Pakistan’dan Hassan Faraz gözle görülür bir şekilde sarsılarak, “Bu tarihin bir parçası olduğum için kendimi çok rahatlamış ama aynı zamanda çok üzgün hissediyorum” dedi.
Suudi liman kenti Cidde’den HMS Al Diriyah’ta gece boyunca 10 saatlik bir yolculuğun sonunda bir Suudi römorkörüyle rıhtım kenarına ulaştık. Küçük bir grup yabancı gazeteciye, kısa bir süre için de olsa, güç durumdaki Sudan’a girmeleri için nadiren erişim verildi.

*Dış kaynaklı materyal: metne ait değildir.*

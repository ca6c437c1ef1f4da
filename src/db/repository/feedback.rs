use sqlx::SqliteConnection;

use super::{new_id, now};
use crate::models::Feedback;

pub async fn fetch_feedback_for_task(
    conn: &mut SqliteConnection,
    task_id: &str,
) -> Result<Vec<Feedback>, sqlx::Error> {
    sqlx::query_as::<_, Feedback>(
        r#"
        SELECT id, task_id, student_id, text, score, created_at
        FROM feedback
        WHERE task_id = ?
        ORDER BY created_at, rowid
        "#,
    )
    .bind(task_id)
    .fetch_all(&mut *conn)
    .await
}

pub async fn fetch_feedback_for_student(
    conn: &mut SqliteConnection,
    student_id: &str,
) -> Result<Vec<Feedback>, sqlx::Error> {
    sqlx::query_as::<_, Feedback>(
        r#"
        SELECT id, task_id, student_id, text, score, created_at
        FROM feedback
        WHERE student_id = ?
        ORDER BY created_at, rowid
        "#,
    )
    .bind(student_id)
    .fetch_all(&mut *conn)
    .await
}

pub async fn find_owned_feedback(
    conn: &mut SqliteConnection,
    id: &str,
    user_id: &str,
) -> Result<Option<Feedback>, sqlx::Error> {
    sqlx::query_as::<_, Feedback>(
        r#"
        SELECT f.id, f.task_id, f.student_id, f.text, f.score, f.created_at
        FROM feedback f
        JOIN tasks t ON t.id = f.task_id
        JOIN courses c ON c.id = t.course_id
        WHERE f.id = ? AND c.user_id = ?
        "#,
    )
    .bind(id)
    .bind(user_id)
    .fetch_optional(&mut *conn)
    .await
}

/// One feedback row per `(task, student)`: updates the newest existing row
/// or inserts a new one.
pub async fn upsert_feedback(
    conn: &mut SqliteConnection,
    task_id: &str,
    student_id: &str,
    text: Option<&str>,
    score: Option<i64>,
) -> Result<Feedback, sqlx::Error> {
    let existing = sqlx::query_as::<_, Feedback>(
        r#"
        SELECT id, task_id, student_id, text, score, created_at
        FROM feedback
        WHERE task_id = ? AND student_id = ?
        ORDER BY created_at DESC, rowid DESC
        LIMIT 1
        "#,
    )
    .bind(task_id)
    .bind(student_id)
    .fetch_optional(&mut *conn)
    .await?;

    let now = now();
    match existing {
        Some(mut feedback) => {
            sqlx::query("UPDATE feedback SET text = ?, score = ?, created_at = ? WHERE id = ?")
                .bind(text)
                .bind(score)
                .bind(&now)
                .bind(&feedback.id)
                .execute(&mut *conn)
                .await?;
            feedback.text = text.map(str::to_string);
            feedback.score = score;
            feedback.created_at = now;
            Ok(feedback)
        }
        None => {
            let id = new_id();
            sqlx::query(
                r#"
                INSERT INTO feedback (id, task_id, student_id, text, score, created_at)
                VALUES (?, ?, ?, ?, ?, ?)
                "#,
            )
            .bind(&id)
            .bind(task_id)
            .bind(student_id)
            .bind(text)
            .bind(score)
            .bind(&now)
            .execute(&mut *conn)
            .await?;

            Ok(Feedback {
                id,
                task_id: task_id.to_string(),
                student_id: student_id.to_string(),
                text: text.map(str::to_string),
                score,
                created_at: now,
            })
        }
    }
}

pub async fn delete_feedback(conn: &mut SqliteConnection, id: &str) -> Result<bool, sqlx::Error> {
    let result = sqlx::query("DELETE FROM feedback WHERE id = ?")
        .bind(id)
        .execute(&mut *conn)
        .await?
        .rows_affected();

    Ok(result > 0)
}
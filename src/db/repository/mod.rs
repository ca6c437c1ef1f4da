//! Row-level storage operations.
//!
//! Every function takes an explicit connection so callers decide the
//! transaction boundary. Cascading deletes are spelled out here; the schema
//! only declares (and enforces) the foreign keys.

mod courses;
mod feedback;
mod messages;
mod students;
mod submissions;
mod tasks;
mod users;

pub use courses::*;
pub use feedback::*;
pub use messages::*;
pub use students::*;
pub use submissions::*;
pub use tasks::*;
pub use users::*;

use chrono::{SecondsFormat, Utc};
use uuid::Uuid;

fn new_id() -> String {
    Uuid::new_v4().to_string()
}

/// Fixed-width RFC 3339, so text order is time order.
fn now() -> String {
    Utc::now().to_rfc3339_opts(SecondsFormat::Micros, true)
}

#[cfg(test)]
pub(crate) mod test_support {
    use sqlx::SqlitePool;

    use super::*;
    use crate::models::{Course, NewCourseRequest, NewTaskRequest, Student, Task, User};

    pub async fn setup_test_db() -> SqlitePool {
        let pool = crate::db::connect("sqlite::memory:")
            .await
            .expect("Failed to create test db");

        crate::db::migrate(&pool)
            .await
            .expect("Failed to run migrations");

        pool
    }

    pub async fn seed_user(pool: &SqlitePool, username: &str) -> User {
        let mut conn = pool.acquire().await.expect("acquire");
        insert_user(&mut conn, username, &format!("{username}@example.com"), "hash")
            .await
            .expect("Failed to insert user")
    }

    pub async fn seed_course(pool: &SqlitePool, owner: &User, title: &str) -> Course {
        let mut conn = pool.acquire().await.expect("acquire");
        let req = NewCourseRequest {
            title: title.to_string(),
            description: None,
        };
        insert_course(&mut conn, &owner.id, req)
            .await
            .expect("Failed to insert course")
    }

    pub async fn seed_task(pool: &SqlitePool, course: &Course, title: &str) -> Task {
        let mut conn = pool.acquire().await.expect("acquire");
        let req = NewTaskRequest {
            title: title.to_string(),
            text: None,
            due_date: None,
            max_score: Some(10),
            is_visible: true,
        };
        insert_task(&mut conn, &course.id, req)
            .await
            .expect("Failed to insert task")
    }

    pub async fn seed_student(pool: &SqlitePool, course: &Course, alias: &str, name: &str) -> Student {
        let mut conn = pool.acquire().await.expect("acquire");
        insert_student(&mut conn, &course.id, alias, name)
            .await
            .expect("Failed to insert student")
    }
}
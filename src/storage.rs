//! Blob storage for submitted files.
//!
//! Rows only ever hold the opaque name returned by [`blob_name`]; the
//! student's original filename is kept for display and downloads.

use std::collections::HashMap;
use std::io;
use std::path::{Path, PathBuf};
use std::sync::Mutex;

use async_trait::async_trait;
use tokio::fs;
use tokio::io::AsyncWriteExt;
use tracing::{debug, warn};
use uuid::Uuid;

const MAX_EXTENSION_LEN: usize = 10;

#[async_trait]
pub trait BlobStore: Send + Sync {
    /// Durably stores `bytes` under `name`; the blob is complete once this
    /// returns `Ok`.
    async fn put(&self, name: &str, bytes: &[u8]) -> io::Result<()>;
    async fn get(&self, name: &str) -> io::Result<Vec<u8>>;
    /// Removing a missing blob is not an error.
    async fn remove(&self, name: &str) -> io::Result<()>;
}

/// 32 hex characters plus the lower-cased alphanumeric extension of
/// `original_name`, if it has one.
pub fn blob_name(original_name: &str) -> String {
    let stem = Uuid::new_v4().simple().to_string();
    let extension = Path::new(original_name)
        .extension()
        .and_then(|e| e.to_str())
        .map(|e| {
            e.chars()
                .filter(char::is_ascii_alphanumeric)
                .take(MAX_EXTENSION_LEN)
                .collect::<String>()
                .to_ascii_lowercase()
        })
        .filter(|e| !e.is_empty());

    match extension {
        Some(ext) => format!("{stem}.{ext}"),
        None => stem,
    }
}

/// Best-effort cleanup after the owning rows are gone; failures are
/// logged and leave an orphaned blob behind.
pub async fn remove_all(store: &dyn BlobStore, names: &[String]) {
    for name in names {
        if let Err(e) = store.remove(name).await {
            warn!(name = %name, "failed to remove blob: {}", e);
        }
    }
}

fn check_name(name: &str) -> io::Result<()> {
    if name.is_empty() || name.contains('/') || name.contains('\\') || name.contains("..") {
        return Err(io::Error::new(io::ErrorKind::InvalidInput, "invalid blob name"));
    }
    Ok(())
}

pub struct LocalBlobStore {
    root: PathBuf,
}

impl LocalBlobStore {
    pub async fn new(root: impl Into<PathBuf>) -> io::Result<Self> {
        let root = root.into();
        fs::create_dir_all(&root).await?;
        Ok(Self { root })
    }
}

#[async_trait]
impl BlobStore for LocalBlobStore {
    async fn put(&self, name: &str, bytes: &[u8]) -> io::Result<()> {
        check_name(name)?;
        let path = self.root.join(name);
        let tmp = self.root.join(format!(".{name}.part"));

        let mut file = fs::File::create(&tmp).await?;
        let written = async {
            file.write_all(bytes).await?;
            file.sync_all().await
        }
        .await;
        drop(file);

        if let Err(e) = written {
            let _ = fs::remove_file(&tmp).await;
            return Err(e);
        }

        fs::rename(&tmp, &path).await?;
        // The rename itself is only durable once the directory entry is.
        #[cfg(unix)]
        fs::File::open(&self.root).await?.sync_all().await?;
        debug!(name, size = bytes.len(), "blob stored");
        Ok(())
    }

    async fn get(&self, name: &str) -> io::Result<Vec<u8>> {
        check_name(name)?;
        fs::read(self.root.join(name)).await
    }

    async fn remove(&self, name: &str) -> io::Result<()> {
        check_name(name)?;
        match fs::remove_file(self.root.join(name)).await {
            Err(e) if e.kind() == io::ErrorKind::NotFound => Ok(()),
            other => other,
        }
    }
}

/// Process-local store, used by tests.
#[derive(Default)]
pub struct MemoryBlobStore {
    blobs: Mutex<HashMap<String, Vec<u8>>>,
}

impl MemoryBlobStore {
    pub fn new() -> Self {
        Self::default()
    }

    pub fn len(&self) -> usize {
        self.lock().len()
    }

    pub fn is_empty(&self) -> bool {
        self.len() == 0
    }

    pub fn contains(&self, name: &str) -> bool {
        self.lock().contains_key(name)
    }

    fn lock(&self) -> std::sync::MutexGuard<'_, HashMap<String, Vec<u8>>> {
        // A panic while holding the lock cannot leave the map half-updated.
        self.blobs.lock().unwrap_or_else(|poisoned| poisoned.into_inner())
    }
}

#[async_trait]
impl BlobStore for MemoryBlobStore {
    async fn put(&self, name: &str, bytes: &[u8]) -> io::Result<()> {
        check_name(name)?;
        self.lock().insert(name.to_string(), bytes.to_vec());
        Ok(())
    }

    async fn get(&self, name: &str) -> io::Result<Vec<u8>> {
        self.lock()
            .get(name)
            .cloned()
            .ok_or_else(|| io::Error::new(io::ErrorKind::NotFound, "blob not found"))
    }

    async fn remove(&self, name: &str) -> io::Result<()> {
        self.lock().remove(name);
        Ok(())
    }
}

#[cfg(test)]
mod tests {
    use super::*;

    #[test]
    fn test_blob_name_keeps_clean_extension() {
        let name = blob_name("Homework 1.PDF");
        let (stem, ext) = name.split_once('.').expect("missing extension");
        assert_eq!(stem.len(), 32);
        assert!(stem.chars().all(|c| c.is_ascii_hexdigit()));
        assert_eq!(ext, "pdf");
    }

    #[test]
    fn test_blob_name_without_extension() {
        assert_eq!(blob_name("README").len(), 32);
        assert_eq!(blob_name("../../etc/passwd").len(), 32);
        assert!(!blob_name("evil.p/h$p").contains('/'));
    }

    #[tokio::test]
    async fn test_local_store_round_trip() {
        let root = std::env::temp_dir().join(format!("classroom-blobs-{}", Uuid::new_v4().simple()));
        let store = LocalBlobStore::new(&root).await.unwrap();

        store.put("abc.txt", b"hello").await.unwrap();
        assert_eq!(store.get("abc.txt").await.unwrap(), b"hello");
        assert!(!root.join(".abc.txt.part").exists());

        store.put("abc.txt", b"replaced").await.unwrap();
        assert_eq!(store.get("abc.txt").await.unwrap(), b"replaced");

        store.remove("abc.txt").await.unwrap();
        store.remove("abc.txt").await.unwrap();
        assert!(store.get("abc.txt").await.is_err());

        let _ = std::fs::remove_dir_all(&root);
    }

    #[tokio::test]
    async fn test_rejects_path_traversal() {
        let store = MemoryBlobStore::new();
        let err = store.put("../escape", b"x").await.unwrap_err();
        assert_eq!(err.kind(), io::ErrorKind::InvalidInput);
        assert!(store.is_empty());
    }
}
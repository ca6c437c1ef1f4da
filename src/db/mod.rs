pub mod repository;

use std::str::FromStr;

use sqlx::SqlitePool;
use sqlx::sqlite::{SqliteConnectOptions, SqlitePoolOptions};

/// Opens the pool with foreign keys enforced.
///
/// An in-memory URL gets a single long-lived connection, since every
/// SQLite connection would otherwise see its own empty database.
pub async fn connect(database_url: &str) -> Result<SqlitePool, sqlx::Error> {
    let options = SqliteConnectOptions::from_str(database_url)?
        .create_if_missing(true)
        .foreign_keys(true);

    if database_url.contains(":memory:") {
        SqlitePoolOptions::new()
            .max_connections(1)
            .idle_timeout(None)
            .max_lifetime(None)
            .connect_with(options)
            .await
    } else {
        SqlitePoolOptions::new()
            .max_connections(5)
            .connect_with(options)
            .await
    }
}

pub async fn migrate(db: &SqlitePool) -> Result<(), sqlx::migrate::MigrateError> {
    sqlx::migrate!("./migrations").run(db).await
}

Faraz, rıhtımda pasaportların Suudi manifestosuna karşı kontrol edilmesi için uzun bir kuyruk oluştuğunda, “İnsanlar bu olaylar hakkında daha uzun yıllar konuşacaklar,” diye düşündü. Bu sefer, Güney Asyalı birçok genç işçi, bu cehennem savaşında iki zorlu haftadan sonra burada üç uzun gün beklediklerini söylediler.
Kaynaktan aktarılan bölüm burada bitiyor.